//! Reusable UI components
//!
//! Standalone painters and widgets shared by the page sections.

use crate::theme;
use crate::types::{Accent, ImagePreset};
use eframe::egui;

/// Pixels the camera sits in front of the image plane when tilting it
const TILT_PERSPECTIVE: f32 = 1000.0;

/// Lay out `add_contents` in a centered column no wider than the content width
pub fn content_column<R>(ui: &mut egui::Ui, add_contents: impl FnOnce(&mut egui::Ui) -> R) -> R {
    let available = ui.available_width();
    let width = (available - 2.0 * theme::SPACING_XL).min(theme::CONTENT_MAX_WIDTH);
    let side = ((available - width) / 2.0).max(0.0);
    ui.horizontal_top(|ui| {
        ui.add_space(side);
        ui.vertical(|ui| {
            ui.set_width(width);
            add_contents(ui)
        })
        .inner
    })
    .inner
}

/// Fade and rise a block in; `progress` runs 0 -> 1
pub fn reveal<R>(
    ui: &mut egui::Ui,
    progress: f32,
    add_contents: impl FnOnce(&mut egui::Ui) -> R,
) -> R {
    let progress = progress.clamp(0.0, 1.0);
    ui.add_space(30.0 * (1.0 - progress));
    ui.scope(|ui| {
        ui.multiply_opacity(progress);
        add_contents(ui)
    })
    .inner
}

/// Centered section title with the second half in the accent color, plus intro copy
pub fn section_heading(ui: &mut egui::Ui, plain: &str, accented: &str, intro: &str) {
    ui.vertical_centered(|ui| {
        ui.horizontal(|ui| {
            let title_width = ui.fonts(|f| {
                let font = egui::FontId::proportional(theme::FONT_SECTION_TITLE);
                f.layout_no_wrap(format!("{plain} {accented}"), font, theme::TEXT_PRIMARY)
                    .size()
                    .x
            });
            ui.add_space(((ui.available_width() - title_width) / 2.0).max(0.0));
            ui.spacing_mut().item_spacing.x = 10.0;
            ui.label(
                egui::RichText::new(plain)
                    .size(theme::FONT_SECTION_TITLE)
                    .strong()
                    .color(theme::TEXT_PRIMARY),
            );
            ui.label(
                egui::RichText::new(accented)
                    .size(theme::FONT_SECTION_TITLE)
                    .strong()
                    .color(theme::ACCENT_LIGHT),
            );
        });
        ui.add_space(theme::SPACING_LG);
        ui.set_max_width(720.0);
        ui.label(
            egui::RichText::new(intro)
                .size(theme::FONT_HEADING)
                .color(theme::TEXT_MUTED),
        );
    });
    ui.add_space(theme::SPACING_XL * 2.0);
}

/// Rounded square holding an icon on its accent wash
pub fn icon_badge(ui: &mut egui::Ui, icon: &str, accent: Accent, size: f32) -> egui::Response {
    let (rect, response) = ui.allocate_exact_size(egui::vec2(size, size), egui::Sense::hover());
    if ui.is_rect_visible(rect) {
        let (bg, strong) = theme::accent_colors(accent);
        let painter = ui.painter();
        painter.rect_filled(rect, size * 0.25, bg);
        painter.text(
            rect.center(),
            egui::Align2::CENTER_CENTER,
            icon,
            egui::FontId::proportional(size * 0.5),
            strong,
        );
    }
    response
}

/// Clickable pill used by both tab bars
pub fn tab_pill(
    ui: &mut egui::Ui,
    icon: &str,
    label: &str,
    active: bool,
    accent: Accent,
) -> egui::Response {
    let font = egui::FontId::proportional(theme::FONT_LABEL + 1.0);
    let text = format!("{icon}  {label}");
    let color = if active { theme::TEXT_PRIMARY } else { theme::TEXT_MUTED };
    let galley = ui.fonts(|f| f.layout_no_wrap(text, font, color));
    let size = egui::vec2(galley.size().x + 2.0 * theme::SPACING_LG + 8.0, theme::PILL_HEIGHT);
    let (rect, response) = ui.allocate_exact_size(size, egui::Sense::click());

    if ui.is_rect_visible(rect) {
        let (_, strong) = theme::accent_colors(accent);
        let base = if active { strong } else { theme::BG_ELEVATED };
        let (fill, draw_rect) = theme::button_visual(&response, base, rect);
        let painter = ui.painter();
        painter.rect_filled(draw_rect, theme::PILL_HEIGHT / 2.0, fill);
        if !active {
            painter.rect_stroke(
                draw_rect,
                theme::PILL_HEIGHT / 2.0,
                egui::Stroke::new(theme::STROKE_DEFAULT, theme::BORDER_SUBTLE),
                egui::StrokeKind::Inside,
            );
        }
        painter.galley(
            draw_rect.center() - galley.size() / 2.0,
            galley,
            color,
        );
    }

    response
}

/// Small rounded label, e.g. a project tag
pub fn tag_chip(ui: &mut egui::Ui, text: &str, accent: Accent) {
    let (bg, strong) = theme::accent_colors(accent);
    egui::Frame::new()
        .fill(bg)
        .corner_radius(theme::RADIUS_LARGE)
        .inner_margin(egui::Margin::symmetric(10, 4))
        .show(ui, |ui| {
            ui.label(
                egui::RichText::new(text)
                    .size(theme::FONT_SMALL)
                    .color(theme::lighten(strong, 0.3)),
            );
        });
}

/// Skill level bar. `progress` scales the filled width during the intro animation.
pub fn skill_bar(ui: &mut egui::Ui, level: u8, progress: f32, accent: Accent) {
    let width = ui.available_width();
    let (rect, _) =
        ui.allocate_exact_size(egui::vec2(width, theme::SKILL_BAR_HEIGHT), egui::Sense::hover());
    if !ui.is_rect_visible(rect) {
        return;
    }
    let painter = ui.painter();
    let radius = theme::SKILL_BAR_HEIGHT / 2.0;
    painter.rect_filled(rect, radius, theme::BG_SURFACE);

    let fraction = (level.min(100) as f32 / 100.0) * progress.clamp(0.0, 1.0);
    if fraction > 0.0 {
        let (_, strong) = theme::accent_colors(accent);
        let mut filled = rect;
        filled.set_width(rect.width() * fraction);
        painter.rect_filled(filled, radius, strong);
    }
}

/// Left-to-right two-color fill
pub fn gradient_rect(painter: &egui::Painter, rect: egui::Rect, left: egui::Color32, right: egui::Color32) {
    let mut mesh = egui::Mesh::default();
    mesh.colored_vertex(rect.left_top(), left);
    mesh.colored_vertex(rect.right_top(), right);
    mesh.colored_vertex(rect.right_bottom(), right);
    mesh.colored_vertex(rect.left_bottom(), left);
    mesh.add_triangle(0, 1, 2);
    mesh.add_triangle(0, 2, 3);
    painter.add(egui::Shape::mesh(mesh));
}

/// Top-to-bottom two-color fill
pub fn vertical_gradient(painter: &egui::Painter, rect: egui::Rect, top: egui::Color32, bottom: egui::Color32) {
    let mut mesh = egui::Mesh::default();
    mesh.colored_vertex(rect.left_top(), top);
    mesh.colored_vertex(rect.right_top(), top);
    mesh.colored_vertex(rect.right_bottom(), bottom);
    mesh.colored_vertex(rect.left_bottom(), bottom);
    mesh.add_triangle(0, 1, 2);
    mesh.add_triangle(0, 2, 3);
    painter.add(egui::Shape::mesh(mesh));
}

/// Stand-in for an image that could not be shown at all
pub fn image_placeholder(painter: &egui::Painter, rect: egui::Rect, accent: Accent) {
    let (_, strong) = theme::accent_colors(accent);
    gradient_rect(
        painter,
        rect,
        theme::fade(strong, 0.35),
        theme::fade(theme::ACCENT_END, 0.35),
    );
    painter.text(
        rect.center(),
        egui::Align2::CENTER_CENTER,
        egui_phosphor::regular::IMAGE,
        egui::FontId::proportional((rect.height() * 0.25).min(48.0)),
        theme::fade(theme::TEXT_PRIMARY, 0.6),
    );
}

/// Fill `rect` with a texture, cropping it to the rect's aspect ratio
pub fn cover_image(painter: &egui::Painter, texture: &egui::TextureHandle, rect: egui::Rect) {
    painter.image(
        texture.id(),
        rect,
        cover_uv(texture.size_vec2(), rect.size()),
        egui::Color32::WHITE,
    );
}

/// UV window that crops an image of `image` size to the aspect of `target`, centered
pub fn cover_uv(image: egui::Vec2, target: egui::Vec2) -> egui::Rect {
    let full = egui::Rect::from_min_max(egui::pos2(0.0, 0.0), egui::pos2(1.0, 1.0));
    if image.x <= 0.0 || image.y <= 0.0 || target.x <= 0.0 || target.y <= 0.0 {
        return full;
    }
    let image_aspect = image.x / image.y;
    let target_aspect = target.x / target.y;
    if image_aspect > target_aspect {
        let w = target_aspect / image_aspect;
        egui::Rect::from_min_max(egui::pos2((1.0 - w) / 2.0, 0.0), egui::pos2((1.0 + w) / 2.0, 1.0))
    } else {
        let h = image_aspect / target_aspect;
        egui::Rect::from_min_max(egui::pos2(0.0, (1.0 - h) / 2.0), egui::pos2(1.0, (1.0 + h) / 2.0))
    }
}

/// Paint a texture into `rect`, honoring a scale/tilt/brightness/saturation style.
///
/// Tilt is a rotation about the vertical axis seen through a fixed perspective,
/// so the far edge shrinks. Brightness and saturation are approximated with
/// translucent overlays since the painter has no color filters.
pub fn styled_image(
    painter: &egui::Painter,
    texture: egui::TextureId,
    rect: egui::Rect,
    style: ImagePreset,
) {
    let corners = tilted_quad(rect, style.scale, style.tilt_deg);
    let uv = [
        egui::pos2(0.0, 0.0),
        egui::pos2(1.0, 0.0),
        egui::pos2(1.0, 1.0),
        egui::pos2(0.0, 1.0),
    ];

    let mut mesh = egui::Mesh::with_texture(texture);
    for (pos, uv) in corners.iter().zip(uv) {
        mesh.vertices.push(egui::epaint::Vertex {
            pos: *pos,
            uv,
            color: egui::Color32::WHITE,
        });
    }
    mesh.add_triangle(0, 1, 2);
    mesh.add_triangle(0, 2, 3);
    painter.add(egui::Shape::mesh(mesh));

    let overlay = style_overlay(style);
    if overlay.a() > 0 {
        painter.add(egui::Shape::convex_polygon(
            corners.to_vec(),
            overlay,
            egui::Stroke::NONE,
        ));
    }
}

/// Corners (top-left, top-right, bottom-right, bottom-left) of `rect` scaled
/// about its center and rotated `tilt_deg` about the vertical axis.
pub fn tilted_quad(rect: egui::Rect, scale: f32, tilt_deg: f32) -> [egui::Pos2; 4] {
    let center = rect.center();
    let half_w = rect.width() * scale / 2.0;
    let half_h = rect.height() * scale / 2.0;
    let (sin, cos) = tilt_deg.to_radians().sin_cos();

    let edge = |side: f32| {
        let x = side * half_w * cos;
        let z = side * half_w * sin;
        let k = TILT_PERSPECTIVE / (TILT_PERSPECTIVE + z);
        (x * k, half_h * k)
    };
    let (lx, lh) = edge(-1.0);
    let (rx, rh) = edge(1.0);
    [
        center + egui::vec2(lx, -lh),
        center + egui::vec2(rx, -rh),
        center + egui::vec2(rx, rh),
        center + egui::vec2(lx, rh),
    ]
}

fn style_overlay(style: ImagePreset) -> egui::Color32 {
    let b = style.brightness - 1.0;
    let s = style.saturation - 1.0;
    if b.abs() < 1e-3 && s.abs() < 1e-3 {
        return egui::Color32::TRANSPARENT;
    }
    // Brighter washes towards white, darker towards black, saturation boosts the accent
    let base = if b >= 0.0 {
        egui::Color32::WHITE
    } else {
        egui::Color32::BLACK
    };
    let tint = if s > 0.0 {
        theme::lerp_color(base, theme::ACCENT_PINK, (s * 2.0).min(1.0))
    } else {
        theme::lerp_color(base, egui::Color32::GRAY, (-s * 2.0).min(1.0))
    };
    let alpha = (b.abs() * 0.6 + s.abs() * 0.15).min(0.35);
    theme::fade(tint, alpha)
}

#[cfg(test)]
mod tests {
    use super::*;

    fn square() -> egui::Rect {
        egui::Rect::from_center_size(egui::pos2(100.0, 100.0), egui::vec2(200.0, 200.0))
    }

    #[test]
    fn neutral_quad_is_the_rect() {
        let [tl, tr, br, bl] = tilted_quad(square(), 1.0, 0.0);
        assert_eq!(tl, square().left_top());
        assert_eq!(tr, square().right_top());
        assert_eq!(br, square().right_bottom());
        assert_eq!(bl, square().left_bottom());
    }

    #[test]
    fn positive_tilt_pushes_right_edge_away() {
        let [tl, tr, br, bl] = tilted_quad(square(), 1.0, 2.0);
        let left_h = bl.y - tl.y;
        let right_h = br.y - tr.y;
        assert!(right_h < left_h);
        assert!(right_h < 200.0 && left_h > 200.0);
    }

    #[test]
    fn scale_grows_about_center() {
        let [tl, _, br, _] = tilted_quad(square(), 1.1, 0.0);
        assert!((br.x - tl.x - 220.0).abs() < 1e-3);
        assert!(((tl.x + br.x) / 2.0 - 100.0).abs() < 1e-3);
    }

    #[test]
    fn cover_crops_the_long_side() {
        let wide = cover_uv(egui::vec2(400.0, 100.0), egui::vec2(200.0, 100.0));
        assert!((wide.min.x - 0.25).abs() < 1e-6 && (wide.max.x - 0.75).abs() < 1e-6);
        assert_eq!((wide.min.y, wide.max.y), (0.0, 1.0));

        let tall = cover_uv(egui::vec2(100.0, 400.0), egui::vec2(100.0, 100.0));
        assert!((tall.min.y - 0.375).abs() < 1e-6 && (tall.max.y - 0.625).abs() < 1e-6);

        let same = cover_uv(egui::vec2(64.0, 64.0), egui::vec2(10.0, 10.0));
        assert_eq!(same, egui::Rect::from_min_max(egui::pos2(0.0, 0.0), egui::pos2(1.0, 1.0)));
    }

    #[test]
    fn neutral_style_has_no_overlay() {
        assert_eq!(style_overlay(ImagePreset::NEUTRAL), egui::Color32::TRANSPARENT);
        let dimmed = ImagePreset {
            brightness: 0.95,
            ..ImagePreset::NEUTRAL
        };
        assert!(style_overlay(dimmed).a() > 0);
    }
}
=-=-=
## [What is expected]
Begin at the first line of the entries above and copy every line exactly, ending with the line that contains "pub fn section_heading(ui: &mut".

## [Task solution]
//! Reusable UI components
//!
//! Standalone painters and widgets shared by the page sections.

use crate::theme;
use crate::types::{Accent, ImagePreset};
use eframe::egui;

/// Pixels the camera sits in front of the image plane when tilting it
const TILT_PERSPECTIVE: f32 = 1000.0;

/// Lay out `add_contents` in a centered column no wider than the content width
pub fn content_column<R>(ui: &mut egui::Ui, add_contents: impl FnOnce(&mut egui::Ui) -> R) -> R {
    let available = ui.available_width();
    let width = (available - 2.0 * theme::SPACING_XL).min(theme::CONTENT_MAX_WIDTH);
    let side = ((available - width) / 2.0).max(0.0);
    ui.horizontal_top(|ui| {
        ui.add_space(side);
        ui.vertical(|ui| {
            ui.set_width(width);
            add_contents(ui)
        })
        .inner
    })
    .inner
}

/// Fade and rise a block in; `progress` runs 0 -> 1
pub fn reveal<R>(
    ui: &mut egui::Ui,
    progress: f32,
    add_contents: impl FnOnce(&mut egui::Ui) -> R,
) -> R {
    let progress = progress.clamp(0.0, 1.0);
    ui.add_space(30.0 * (1.0 - progress));
    ui.scope(|ui| {
        ui.multiply_opacity(progress);
        add_contents(ui)
    })
    .inner
}

/// Centered section title with the second half in the accent color, plus intro copy
pub fn section_heading(ui: &mut egui::Ui, plain: &str, accented: &str, intro: &str) {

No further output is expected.